Seb Bonet
What do resource pipelines and building cranes have in common?
In colonial British Columbia, there is a lot riding on the answer to this question. The elites want us to think they represent the latest and most visible symbols of prosperity for all. But to many people who are Indigenous or living with low incomes, pipelines and cranes represent the the latest in a long series of displacements.
Here in Victoria, one place to start tracing the relationship between building cranes and displacement is the view from the mayor’s window at city hall. Earlier this year, a bench was removed across the street from Mayor Fortin’s office. Months prior to that, he had complained about having to look at elder members of the street-involved community who liked to gather at the bench and share a drink.

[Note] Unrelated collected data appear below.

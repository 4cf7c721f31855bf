//! Lifecycle event kinds and payloads.

use ruta_core::Namespace;
use serde::Serialize;
use std::fmt;
use std::str::FromStr;

/// The closed set of lifecycle event names.
#[derive(Debug, Clone, Copy, PartialEq, Eq, Hash, PartialOrd, Ord, Serialize)]
pub enum EventKind {
    #[serde(rename = "beforeRefresh")]
    BeforeRefresh,
    #[serde(rename = "afterRefresh")]
    AfterRefresh,
    #[serde(rename = "error")]
    Error,
    #[serde(rename = "stateChange")]
    StateChange,
}

impl EventKind {
    pub const ALL: [EventKind; 4] = [
        EventKind::BeforeRefresh,
        EventKind::AfterRefresh,
        EventKind::Error,
        EventKind::StateChange,
    ];

    pub fn as_str(&self) -> &'static str {
        match self {
            EventKind::BeforeRefresh => "beforeRefresh",
            EventKind::AfterRefresh => "afterRefresh",
            EventKind::Error => "error",
            EventKind::StateChange => "stateChange",
        }
    }
}

impl fmt::Display for EventKind {
    fn fmt(&self, f: &mut fmt::Formatter<'_>) -> fmt::Result {
        f.write_str(self.as_str())
    }
}

impl FromStr for EventKind {
    type Err = String;

    fn from_str(s: &str) -> Result<Self, Self::Err> {
        Self::ALL
            .into_iter()
            .find(|kind| kind.as_str() == s)
            .ok_or_else(|| format!("unknown event: {s}"))
    }
}

/// What changed, for `stateChange` events.
#[derive(Debug, Clone, PartialEq, Eq, Serialize)]
#[serde(tag = "change", rename_all = "camelCase")]
pub enum StateChange {
    /// A component moved between lifecycle states.
    Transition {
        component: String,
        from: String,
        to: String,
    },
    /// A TTL entry expired and was evicted.
    Expired { namespace: Namespace, key: String },
    /// An entry was removed by an invalidation event.
    Invalidated {
        namespace: Namespace,
        key: String,
        event: String,
    },
    /// One namespace (or all, when `None`) was flushed.
    Flushed { namespace: Option<Namespace> },
}

/// Payload delivered to handlers.
#[derive(Debug, Clone, PartialEq, Eq, Serialize)]
#[serde(tag = "event", rename_all = "camelCase")]
pub enum LifecycleEvent {
    BeforeRefresh { target: String },
    AfterRefresh { target: String, entries: usize },
    Error { origin: String, message: String },
    StateChange(StateChange),
}

impl LifecycleEvent {
    pub fn kind(&self) -> EventKind {
        match self {
            LifecycleEvent::BeforeRefresh { .. } => EventKind::BeforeRefresh,
            LifecycleEvent::AfterRefresh { .. } => EventKind::AfterRefresh,
            LifecycleEvent::Error { .. } => EventKind::Error,
            LifecycleEvent::StateChange(_) => EventKind::StateChange,
        }
    }

    pub fn error(origin: impl Into<String>, message: impl Into<String>) -> Self {
        LifecycleEvent::Error {
            origin: origin.into(),
            message: message.into(),
        }
    }
}

#[cfg(test)]
mod tests {
    use super::*;

    #[test]
    fn test_event_kind_names_roundtrip() {
        for kind in EventKind::ALL {
            assert_eq!(kind.as_str().parse::<EventKind>(), Ok(kind));
        }
        assert!("expired".parse::<EventKind>().is_err());
        assert!("BeforeRefresh".parse::<EventKind>().is_err());
    }

    #[test]
    fn test_payload_kind() {
        let event = LifecycleEvent::StateChange(StateChange::Flushed { namespace: None });
        assert_eq!(event.kind(), EventKind::StateChange);
        assert_eq!(LifecycleEvent::error("store", "boom").kind(), EventKind::Error);
    }
}
impl OrchestratorState {
    pub fn as_str(&self) -> &'static str {
        match self {
            Self::Uninitialized => "uninitialized",
            Self::ValidatingConfig => "validating_config",
            Self::ValidatingCollaborators => "validating_collaborators",
            Self::Populating => "populating",
            Self::Verifying => "verifying",
            Self::Ready => "ready",
            Self::Failed => "failed",
        }
    }
}

impl fmt::Display for OrchestratorState {
    fn fmt(&self, f: &mut fmt::Formatter<'_>) -> fmt::Result {
        f.write_str(self.as_str())
    }
}

// ============================================================================
// REPORTS
// ============================================================================

/// Result of an `initialize()` call.
#[derive(Debug, Clone, PartialEq)]
pub enum InitOutcome {
    /// The pipeline ran to `Ready`.
    Completed(InitReport),
    /// Another initialization was in flight; nothing was fetched or stored.
    AlreadyInProgress,
}

#[derive(Debug, Clone, PartialEq)]
pub struct InitReport {
    /// Entities stored per type.
    pub populated: BTreeMap<EntityType, usize>,
    pub verification: VerificationReport,
}

/// Outcome of the post-population audit. Diagnostic only.
#[derive(Debug, Clone, Default, PartialEq)]
pub struct VerificationReport {
    pub counts: BTreeMap<EntityType, usize>,
    pub issues: BTreeMap<EntityType, Vec<IntegrityIssue>>,
    /// Entity types that could not be read back from the Store.
    pub unreadable: Vec<EntityType>,
}

impl VerificationReport {
    pub fn issue_count(&self) -> usize {
        self.issues.values().map(Vec::len).sum()
    }

    pub fn is_clean(&self) -> bool {
        self.issue_count() == 0 && self.unreadable.is_empty()
    }
}

#[derive(Debug, Clone, Copy, PartialEq, Eq)]
pub struct EntityStatus {
    pub loaded: bool,
}

/// Read-only projection of the Orchestrator and primary namespace.
#[derive(Debug, Clone, PartialEq)]
pub struct OrchestratorStatus {
    pub state: OrchestratorState,
    pub initializing: bool,
    pub entities: BTreeMap<EntityType, EntityStatus>,
    pub last_refresh: BTreeMap<String, Timestamp>,
    pub last_error: BTreeMap<String, KeyError>,
}

// ============================================================================
// ORCHESTRATOR
// ============================================================================

pub struct Orchestrator {
    settings: CacheSettings,
    sources: DataSources,
    store: Arc<Store>,
    dispatcher: EventDispatcher,
    state: Mutex<OrchestratorState>,
    initializing: AtomicBool,
}

/// Clears the in-flight flag when the pipeline ends, including when the
/// `initialize()` future is dropped mid-flight.
struct InitGuard<'a>(&'a AtomicBool);

impl Drop for InitGuard<'_> {
    fn drop(&mut self) {
        self.0.store(false, Ordering::Release);
    }
}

At about the same time, and in the same place, large white signs went up announcing the proposed redevelopment of the block into two office buildings by Jawl Properties, the largest private land owner in Victoria. Perhaps it was while imagining his new view that mayor Fortin excitedly announced that there are “more cranes up than in 2006, which was the height of the building boom.”
Fortin’s observation is bad news for low-income people who are already under serious survival stress. Looking back to 2006, by the time the cranes had finished their work, then Mayor of Victoria, Alan Lowe, was forced to strike up a task force on homelessness to address the crisis of poverty visible to the middle-class eye.
Unfortunately, it seems history is lining up repeat to itself. For example, the number of people coming through the door at Our Place, the city’s largest service provider for people with low-incomes, reached a record this December, January and February. This statistic for Victoria corresponds with last week’s announcement in Vancouver that the number of people counted on the street doubled from the previous year.
Research being completed by the Vancouver Island Public Interest Research Group (VIPIRG) supports the idea that in these neoliberal times, displacement and homelessness follow building cranes. VIPIRG has found that the low-income end of the market housing spectrum has virtually ceased to exist in Victoria. In all, there are fewer than two dozen units of housing left at the shelter rate of $375, and about 250 units renting for under $500 in the entire city. Not surprisingly, vacancy rates for this meagre pool of units is almost non-existent.
This means that as buildings for people who can buy or pay high rents are completed, and rents rise through gentrification, no stock of housing exists to absorb the displaced. That would require progressive responses from the city and the province in the form of rent controls, and the provincial and federal governments in the form of higher wage and assistance rates, progressive taxation and a social housing program. Unfortunately, these layers of government are busy making sure that the emerging city exists for developers and not for low-income communities.
Courageous resistance by Indigenous people has raised people’s consciousness that pipelines represent the open veins of Turtle Island – and that any meaningful action to heal the land will have to address the ongoing violence of settler colonialism. Similarly, anti-poverty activists are working to show that building cranes are the visible form of the capitalist economic system making Victoria in its own exclusive image. Getting those cranes out of the neoliberal skyline requires addressing the logic of capitalism.
If it were up to me, the thing pipelines and cranes would have in common is strong, visible resistance movements that connect the dots between the colonial displacement of Indigenous people out on the land and the gentrification of the remaining pockets of low-income housing in the city. Blocking pipelines and bringing down cranes are connected fronts in a struggle that appears to be intensifying. The outcome remains in our hands.